Records excerpted from a collection
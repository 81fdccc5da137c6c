/*!
Cryptographic routines for a ticket holder.

## Request

A [`Certified`] user starts a ticket request with [`TicketRequested::new()`]. The
[`TicketRequest`] it sends carries the pseudonym `Y = xi^x`, a fresh serial number and, under one
Fiat-Shamir challenge,

- a proof of knowledge of the user's credential, with the secret key and attributes hidden,
- a proof that `Y` uses the certified secret key,
- optionally a range constraint showing the hidden age lies in a fare band,
- optionally a membership constraint showing the hidden status earns a discount.

The claims are linked to the credential attributes through shared commitment scalars.

## Accept

On receiving [`TicketIssued`](crate::issuer::TicketIssued), the user recomputes every tag from
the openings, checks all issuer signatures and the price, and
[`complete()`](TicketRequested::complete)s into a [`HeldTicket`].

## Present

Given a verifier's [`ValidationRequest`] with nonce `r`, the holder
[`present()`](HeldTicket::present)s the tag for the requested slot: it reveals the public tag, the
spend response `E = x + r * k`, a proof binding the tag to `x` and `k`, and a proof of knowledge of
the issuer's signature on the tag hash. Presenting the same tag twice reveals `x` to the verifier.
*/

use crate::{
    descriptor::ProtocolDescriptor,
    issuer::TicketIssued,
    registration::Certified,
    ticket::{hash_signature_base, Policy, Tag, Ticket},
    types::*,
    verifier::ValidationRequest,
    Directory, Error, Verification, VerificationFailure, AGE_ATTRIBUTE, STATUS_ATTRIBUTE,
    USER_ATTRIBUTES,
};
use anonticket_crypto::{
    arith,
    oracle::{Domain, RandomOracle},
    proofs::{
        label_to_scalar, CredentialProof, CredentialProofBuilder, MembershipConstraint,
        MembershipConstraintBuilder, RangeConstraint, RangeConstraintBuilder, Relation,
        SignatureProof, SignatureProofBuilder, Statement, StatementProof, StatementProofBuilder,
    },
};
use serde::{Deserialize, Serialize};

/// Oracle domain of the per-verifier pseudonym bases.
pub(crate) const VERIFIER_PSEUDONYM_DOMAIN: Domain = Domain::RandomOracle("verifier-pseudonym");

/// The user's identity and the attributes certified for it.
#[derive(Debug, Clone, PartialEq, Eq, Serialize, Deserialize)]
pub struct UserProfile {
    /// Identifier registered with the central authority.
    pub identity: String,
    /// Age in years.
    pub age: u64,
    /// Status label, such as `"student"`.
    pub status: String,
}

impl UserProfile {
    /// The credential attributes for this profile.
    pub fn attributes(&self) -> Vec<Scalar> {
        let mut attributes = vec![Scalar::zero(); USER_ATTRIBUTES];
        attributes[AGE_ATTRIBUTE] = Scalar::from(self.age);
        attributes[STATUS_ATTRIBUTE] = label_to_scalar(&self.status);
        attributes
    }
}

/// A claim that the hidden age lies in fare band `band`.
#[derive(Debug, Clone, PartialEq, Eq, Serialize, Deserialize)]
pub struct AgeClaim {
    /// Index of the fare band in the descriptor.
    pub band: usize,
    /// The range constraint on the age attribute.
    pub constraint: RangeConstraint,
}

/// Message sent to the issuer to request a ticket.
#[derive(Debug, Clone, PartialEq, Eq, Serialize, Deserialize)]
pub struct TicketRequest {
    /// The pseudonym `xi^x`.
    #[serde(with = "SerializeElement")]
    pub pseudonym: G1Affine,
    /// Serial number chosen by the user.
    #[serde(with = "SerializeElement")]
    pub serial: Scalar,
    /// The challenge shared by every proof in the request.
    pub challenge: Challenge,
    /// Proof of knowledge of a credential.
    pub credential: CredentialProof,
    /// Proof that the pseudonym uses the certified secret key.
    pub pseudonym_proof: StatementProof,
    /// Fare band claim.
    pub age: Option<AgeClaim>,
    /// Status discount claim.
    pub status: Option<MembershipConstraint>,
}

/// `Y = xi^x`
pub(crate) fn pseudonym_statement(params: &GroupParameters, pseudonym: G1Affine) -> Statement {
    Statement::new(1).with_relation(Relation::new(pseudonym).with_term(params.xi(), 0))
}

/// The challenge of a ticket request, computed identically from builders and from proofs.
#[allow(clippy::too_many_arguments)]
pub(crate) fn request_challenge(
    service: &str,
    serial: &Scalar,
    statement: &Statement,
    credential: &dyn ChallengeInput,
    pseudonym_proof: &dyn ChallengeInput,
    age: Option<(usize, &dyn ChallengeInput)>,
    status: Option<&dyn ChallengeInput>,
) -> Challenge {
    let mut builder = ChallengeBuilder::new()
        .with_bytes(b"ticket-request")
        .with_bytes(service)
        .with(serial)
        .with(statement)
        .with(credential)
        .with(pseudonym_proof);
    if let Some((band, constraint)) = age {
        builder.consume_bytes(b"age");
        builder.consume_bytes((band as u64).to_le_bytes());
        builder.consume(constraint);
    }
    if let Some(constraint) = status {
        builder.consume_bytes(b"status");
        builder.consume(constraint);
    }
    builder.finish()
}

/// A user waiting for a requested ticket.
#[derive(Debug, Clone)]
pub struct TicketRequested {
    secret_key: SecretKey,
    pseudonym: G1Affine,
    serial: Scalar,
    price: u64,
}

impl TicketRequested {
    /// Request a ticket, claiming every fare band and discount the profile qualifies for.
    pub fn new(
        rng: &mut impl Rng,
        params: &GroupParameters,
        certified: &Certified,
        profile: &UserProfile,
        descriptor: &ProtocolDescriptor,
        directory: &Directory,
    ) -> Result<(Self, TicketRequest), Error> {
        let secret_key = *certified.keys().secret_key();
        let x = secret_key.to_scalar();
        let pseudonym = G1Affine::from(params.xi() * x);
        let serial = arith::random_nonzero_scalar(rng);

        let age_builder = match descriptor.fare_band_for(profile.age) {
            Some(band) => {
                let range = descriptor.fare_bands[band].range()?;
                let builder = RangeConstraintBuilder::generate_constraint_commitments(
                    rng,
                    profile.age,
                    range,
                    directory.fares(),
                    params,
                )?;
                Some((band, builder))
            }
            None => None,
        };
        let status_builder = match directory.statuses() {
            Some(statuses) if descriptor.qualifies_for_discount(&profile.status) => {
                Some(MembershipConstraintBuilder::generate_constraint_commitments(
                    rng,
                    label_to_scalar(&profile.status),
                    statuses,
                    params,
                    None,
                )?)
            }
            _ => None,
        };

        let mut attribute_commitment_scalars = vec![None; USER_ATTRIBUTES];
        attribute_commitment_scalars[AGE_ATTRIBUTE] = age_builder
            .as_ref()
            .map(|(_, builder)| builder.commitment_scalar());
        attribute_commitment_scalars[STATUS_ATTRIBUTE] = status_builder
            .as_ref()
            .map(MembershipConstraintBuilder::commitment_scalar);
        let credential_builder = CredentialProofBuilder::generate_proof_commitments(
            rng,
            certified.credential(),
            certified.message(),
            x,
            None,
            &attribute_commitment_scalars,
            params,
        )?;

        let statement = pseudonym_statement(params, pseudonym);
        let pseudonym_builder = StatementProofBuilder::generate_proof_commitments(
            rng,
            &statement,
            vec![x],
            &[Some(credential_builder.secret_key_commitment_scalar())],
        )?;

        let challenge = request_challenge(
            &descriptor.service,
            &serial,
            &statement,
            &credential_builder,
            &pseudonym_builder,
            age_builder
                .as_ref()
                .map(|(band, builder)| (*band, builder as &dyn ChallengeInput)),
            status_builder
                .as_ref()
                .map(|builder| builder as &dyn ChallengeInput),
        );

        let price = descriptor.price(
            age_builder.as_ref().map(|(band, _)| *band),
            status_builder.is_some(),
        )?;
        let request = TicketRequest {
            pseudonym,
            serial,
            challenge,
            credential: credential_builder.generate_proof_response(challenge),
            pseudonym_proof: pseudonym_builder.generate_proof_response(challenge),
            age: age_builder.map(|(band, builder)| AgeClaim {
                band,
                constraint: builder.generate_constraint_response(challenge),
            }),
            status: status_builder.map(|builder| builder.generate_constraint_response(challenge)),
        };
        log::debug!("requesting a ticket at price {}", price);
        Ok((
            TicketRequested {
                secret_key,
                pseudonym,
                serial,
                price,
            },
            request,
        ))
    }

    /// Check the issued ticket against the request and accept it.
    pub fn complete(
        self,
        issued: TicketIssued,
        params: &GroupParameters,
        descriptor: &ProtocolDescriptor,
        directory: &Directory,
    ) -> Result<HeldTicket, Error> {
        let ticket = issued.ticket;
        let openings = issued.openings;
        let central_verifier = directory.central_verifier()?;
        let policy_hash = ticket.policy.hash();

        let mut well_formed = ticket.serial == self.serial
            && ticket.policy.service == descriptor.service
            && ticket.policy.price == self.price
            && ticket.tags.len() == descriptor.verifiers.len()
            && openings.len() == descriptor.verifiers.len();
        if well_formed {
            for ((signed, opening), name) in ticket.tags.iter().zip(&openings).zip(&descriptor.verifiers) {
                let expected = Tag::new(
                    params,
                    name,
                    directory.verifier(name)?,
                    central_verifier,
                    &self.pseudonym,
                    opening,
                    &self.serial,
                    &policy_hash,
                );
                well_formed &= signed.tag == expected;
            }
        }
        Verification::from(
            well_formed && ticket.verify_signatures(directory.issuer()?, params, &self.pseudonym),
        )
        .or_fail(VerificationFailure::IssuedTicket)?;

        log::info!("accepted a ticket for {}", ticket.policy.service);
        Ok(HeldTicket {
            secret_key: self.secret_key,
            ticket,
            openings,
        })
    }
}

▸ YOUR OBJECTIVE
Nothing but the lines from the top of the entries above through the line with "user starts a" should be set down, each exactly as written.

▸ ANSWER SPACE
repository 81fdccc5da137c6c
/*!
Cryptographic routines for a ticket holder.

## Request

A [`Certified`] user starts a ticket request with [`TicketRequested::new()`]. The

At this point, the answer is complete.